Having spent most of my adult life as a dad, and brave/stupid enough to write about my experiences, I get lots of email from parents around the globe. I even came up with an Ask Dad link on my website to make it easier. Most of the questions I get are serious questions dealing with raising kids, single parenting, custody battles, and so on. Once in a while you get a gem that you can’t help but have fun with.

Dear WriteDad,

My wife and I have two kids, a boy and a girl. My youngest, the girl, is now eight months old and my wife still refuses to have sex. Is this normal? Will I ever get sex again?

Signed… Vern

Dear Vern,

No, you won’t get sex. As a general rule men don’t ever “get” sex. They are occasionally awarded sex, but that’s a process that requires detailed planning, self sacrifice, and can take years. The process also is on her clock, which by the way starts over on every time you do something considered stupid by her, normal by you. I’m guessing you didn’t read the Handbook for Husbands, now in its 78th edition. Most men who write to me didn’t. Don’t feel bad. I was on my third marriage before I read it. It clearly states in the Handbook for Husbands in Chapter 435, page 37,522… and I quote;

“Any decision toward having, or engaging in sexual activity is at the discretion of the woman. While men contest in vain from the beginning of the relationship with extremely limited success, this rule becomes ironclad after the birth of the first child.”

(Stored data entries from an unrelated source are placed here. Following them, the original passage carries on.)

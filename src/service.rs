//! Prediction service: validate a reading, ask the classifier, log the verdict.

use crate::config::AppConfig;
use crate::error::{InferenceError, LogError, PredictionError};
use crate::feature_extractor::FeatureExtractor;
use crate::metrics::ServiceMetrics;
use crate::models::inference::{Classifier, OnnxClassifier};
use crate::prediction_log::PredictionLog;
use crate::types::prediction::{PredictionRecord, Verdict};
use crate::types::reading::MachineReading;
use anyhow::{Context, Result};
use std::sync::Arc;
use std::time::Instant;
use tracing::{debug, info, warn};

/// What happened to the log row for a verdict
#[derive(Debug)]
pub enum LogOutcome {
    /// Row appended with this serial number
    Appended { serial_no: u64 },
    /// Append failed; the verdict still stands
    Failed(LogError),
}

/// Result of a served prediction
#[derive(Debug)]
pub struct PredictionOutcome {
    pub verdict: Verdict,
    pub reading: MachineReading,
    pub log: LogOutcome,
}

impl PredictionOutcome {
    /// Serial number of the log row, if it was written
    pub fn serial_no(&self) -> Option<u64> {
        match self.log {
            LogOutcome::Appended { serial_no } => Some(serial_no),
            LogOutcome::Failed(_) => None,
        }
    }

    pub fn log_error(&self) -> Option<&LogError> {
        match &self.log {
            LogOutcome::Appended { .. } => None,
            LogOutcome::Failed(e) => Some(e),
        }
    }
}

/// Serves maintenance predictions and records them in the prediction log
pub struct PredictionService {
    classifier: Arc<dyn Classifier>,
    extractor: FeatureExtractor,
    log: PredictionLog,
    metrics: Arc<ServiceMetrics>,
}

impl PredictionService {
    pub fn new(
        classifier: Arc<dyn Classifier>,
        log: PredictionLog,
        metrics: Arc<ServiceMetrics>,
    ) -> Self {
        Self {
            classifier,
            extractor: FeatureExtractor::new(),
            log,
            metrics,
        }
    }

    /// Load the configured model and open the configured log.
    ///
    /// Fails when the model cannot be loaded; the service must not start
    /// without one.
    pub fn from_config(config: &AppConfig, metrics: Arc<ServiceMetrics>) -> Result<Self> {
        let classifier = OnnxClassifier::load(&config.model)
            .with_context(|| format!("Failed to load classifier from {}", config.model.path))?;
        let log = PredictionLog::new(&config.prediction_log.path);

        info!(
            model = %classifier.name(),
            log = %log.path().display(),
            "Prediction service initialized"
        );

        Ok(Self::new(Arc::new(classifier), log, metrics))
    }

    pub fn classifier_name(&self) -> &str {
        self.classifier.name()
    }

    pub fn log(&self) -> &PredictionLog {
        &self.log
    }

    pub fn metrics(&self) -> &Arc<ServiceMetrics> {
        &self.metrics
    }

    /// Validate a reading, classify it and append the verdict to the log.
    ///
    /// Invalid readings never reach the classifier, and failed inferences
    /// write nothing. The append is attempted exactly once; if it fails the
    /// verdict is still returned with [`LogOutcome::Failed`].
    pub fn predict_and_log(
        &self,
        reading: &MachineReading,
    ) -> Result<PredictionOutcome, PredictionError> {
        let start_time = Instant::now();

        if let Err(e) = reading.validate() {
            self.metrics.record_rejection();
            debug!(error = %e, "Reading rejected");
            return Err(e.into());
        }

        let verdict = match self.classify(reading) {
            Ok(verdict) => verdict,
            Err(e) => {
                self.metrics.record_inference_failure();
                warn!(model = %self.classifier.name(), error = %e, "Inference failed");
                return Err(e.into());
            }
        };

        let log = match self.log.append(reading, verdict) {
            Ok(serial_no) => LogOutcome::Appended { serial_no },
            Err(e) => {
                self.metrics.record_log_failure();
                warn!(
                    path = %self.log.path().display(),
                    error = %e,
                    verdict = %verdict,
                    "Failed to append prediction to log"
                );
                LogOutcome::Failed(e)
            }
        };

        let processing_time = start_time.elapsed();
        self.metrics
            .record_prediction(processing_time, verdict.is_required());

        let outcome = PredictionOutcome {
            verdict,
            reading: reading.clone(),
            log,
        };

        info!(
            verdict = %verdict,
            serial_no = ?outcome.serial_no(),
            processing_time_us = processing_time.as_micros(),
            "Prediction served"
        );

        Ok(outcome)
    }

    /// Every record in the prediction log
    pub fn history(&self) -> Result<Vec<PredictionRecord>, LogError> {
        self.log.read_all()
    }

    fn classify(&self, reading: &MachineReading) -> Result<Verdict, InferenceError> {
        let features = self.extractor.extract(reading);
        let labels = self.classifier.predict(&[features])?;

        match labels.as_slice() {
            [label] => Verdict::from_label(*label),
            _ => Err(InferenceError::LabelCount {
                expected: 1,
                actual: labels.len(),
            }),
        }
    }
}
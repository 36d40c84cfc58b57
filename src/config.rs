//! Configuration management for the MachineGuard service

use anyhow::{Context, Result};
use config::{Config, Environment, File};
use serde::Deserialize;
use std::path::Path;

/// Default location of the configuration file
pub const DEFAULT_CONFIG_PATH: &str = "config/config.toml";

/// Environment variable that overrides the configuration file location
pub const CONFIG_PATH_ENV: &str = "MACHINE_GUARD_CONFIG";

/// Log output format
#[derive(Debug, Clone, Deserialize, PartialEq, Default)]
#[serde(rename_all = "lowercase")]
pub enum LogFormat {
    /// Human readable, multi-field lines
    #[default]
    Pretty,
    /// One JSON object per event
    Json,
}

/// Main application configuration
#[derive(Debug, Clone, Deserialize)]
pub struct AppConfig {
    pub server: ServerConfig,
    pub model: ModelConfig,
    pub prediction_log: PredictionLogConfig,
    #[serde(default)]
    pub metrics: MetricsConfig,
    #[serde(default)]
    pub logging: LoggingConfig,
}

/// HTTP front end configuration
#[derive(Debug, Clone, Deserialize)]
pub struct ServerConfig {
    /// Socket address the form and API are served on
    pub bind_addr: String,
}

/// Classifier artifact configuration
#[derive(Debug, Clone, Deserialize)]
pub struct ModelConfig {
    /// Path to the ONNX classifier
    pub path: String,
    /// Number of intra-op threads for ONNX inference (default: 1)
    #[serde(default = "default_onnx_threads")]
    pub onnx_threads: usize,
}

fn default_onnx_threads() -> usize {
    1
}

/// Prediction log configuration
#[derive(Debug, Clone, Deserialize)]
pub struct PredictionLogConfig {
    /// CSV file every prediction is appended to
    pub path: String,
}

/// Metrics reporter configuration
#[derive(Debug, Clone, Deserialize)]
pub struct MetricsConfig {
    /// Seconds between periodic summaries; 0 disables the reporter
    #[serde(default = "default_report_interval")]
    pub report_interval_secs: u64,
}

fn default_report_interval() -> u64 {
    300
}

impl Default for MetricsConfig {
    fn default() -> Self {
        Self {
            report_interval_secs: default_report_interval(),
        }
    }
}

/// Logging configuration
#[derive(Debug, Clone, Deserialize)]
pub struct LoggingConfig {
    /// Log level (trace, debug, info, warn, error)
    pub level: String,
    /// Log format (pretty, json)
    #[serde(default)]
    pub format: LogFormat,
}

impl Default for LoggingConfig {
    fn default() -> Self {
        Self {
            level: "info".to_string(),
            format: LogFormat::Pretty,
        }
    }
}

impl AppConfig {
    /// Load configuration from the default file, or the one named by `MACHINE_GUARD_CONFIG`
    pub fn load() -> Result<Self> {
        let path = std::env::var(CONFIG_PATH_ENV).unwrap_or_else(|_| DEFAULT_CONFIG_PATH.to_string());
        Self::load_from_path(path)
    }

    /// Load configuration from a specific path, layered with `MACHINE_GUARD__*` variables
    pub fn load_from_path<P: AsRef<Path>>(path: P) -> Result<Self> {
        let config = Config::builder()
            .add_source(File::from(path.as_ref()))
            .add_source(
                Environment::with_prefix("MACHINE_GUARD")
                    .prefix_separator("__")
                    .separator("__")
                    .try_parsing(true),
            )
            .build()
            .context("Failed to build configuration")?;

        config
            .try_deserialize()
            .context("Failed to deserialize configuration")
    }
}

impl Default for AppConfig {
    fn default() -> Self {
        Self {
            server: ServerConfig {
                bind_addr: "127.0.0.1:8501".to_string(),
            },
            model: ModelConfig {
                path: "models/predictive_model.onnx".to_string(),
                onnx_threads: 1,
            },
            prediction_log: PredictionLogConfig {
                path: "data/prediction_log.csv".to_string(),
            },
            metrics: MetricsConfig::default(),
            logging: LoggingConfig::default(),
        }
    }
}
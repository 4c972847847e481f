pub mod client;
pub mod connection_pool;
pub mod error;
pub mod item;
pub mod metrics;
pub mod protocol;
pub mod selector;

pub use client::{Client, MultiGet};
pub use connection_pool::{
    BoxedTransport, Connection, ConnectionPool, ConnectionPoolBuilder, Connector, TcpConnector,
    DEFAULT_MAX_IDLE_CONNS, DEFAULT_TIMEOUT,
};
pub use error::{MemcacheError, Result};
pub use item::{legal_key, Item, MAX_KEY_LEN};
pub use metrics::{AtomicPoolMetrics, PoolMetrics, PoolMetricsSnapshot};
pub use selector::{NodeAddr, ServerList, ServerSelector};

This is repeated in 300 other chapters which raise the suspicion someone intends us, us being men, to get the message… even if we have to stumble across it. The author you ask? It’s a collaboration of 867 million women across seven continents.

Remember the soup Nazi on Seinfeld? Had the best soup you ever had. Just couldn’t wait to get more soup. Approach with caution trying to do and say all the right things and yet that one little slip up and it’s “No soup for you!” Soup? Sex? It’s all relative. You get the picture.

I’m sorry Vern. I know this sounds harsh. I’ve always believed it’s better to know the truth however than hold out for false hope. You’re not alone in your delusions. I once had a young man tell me he couldn’t wait to get married so he would be guaranteed sex everyday. Poor bastard… he’s probably institutionalized now. But cheer up! Knowing what you’re facing can get you motivated and working toward your own award program. With hard work and commitment you just might achieve copulation before your kids reach graduation.

In the meantime just take lots of cold showers.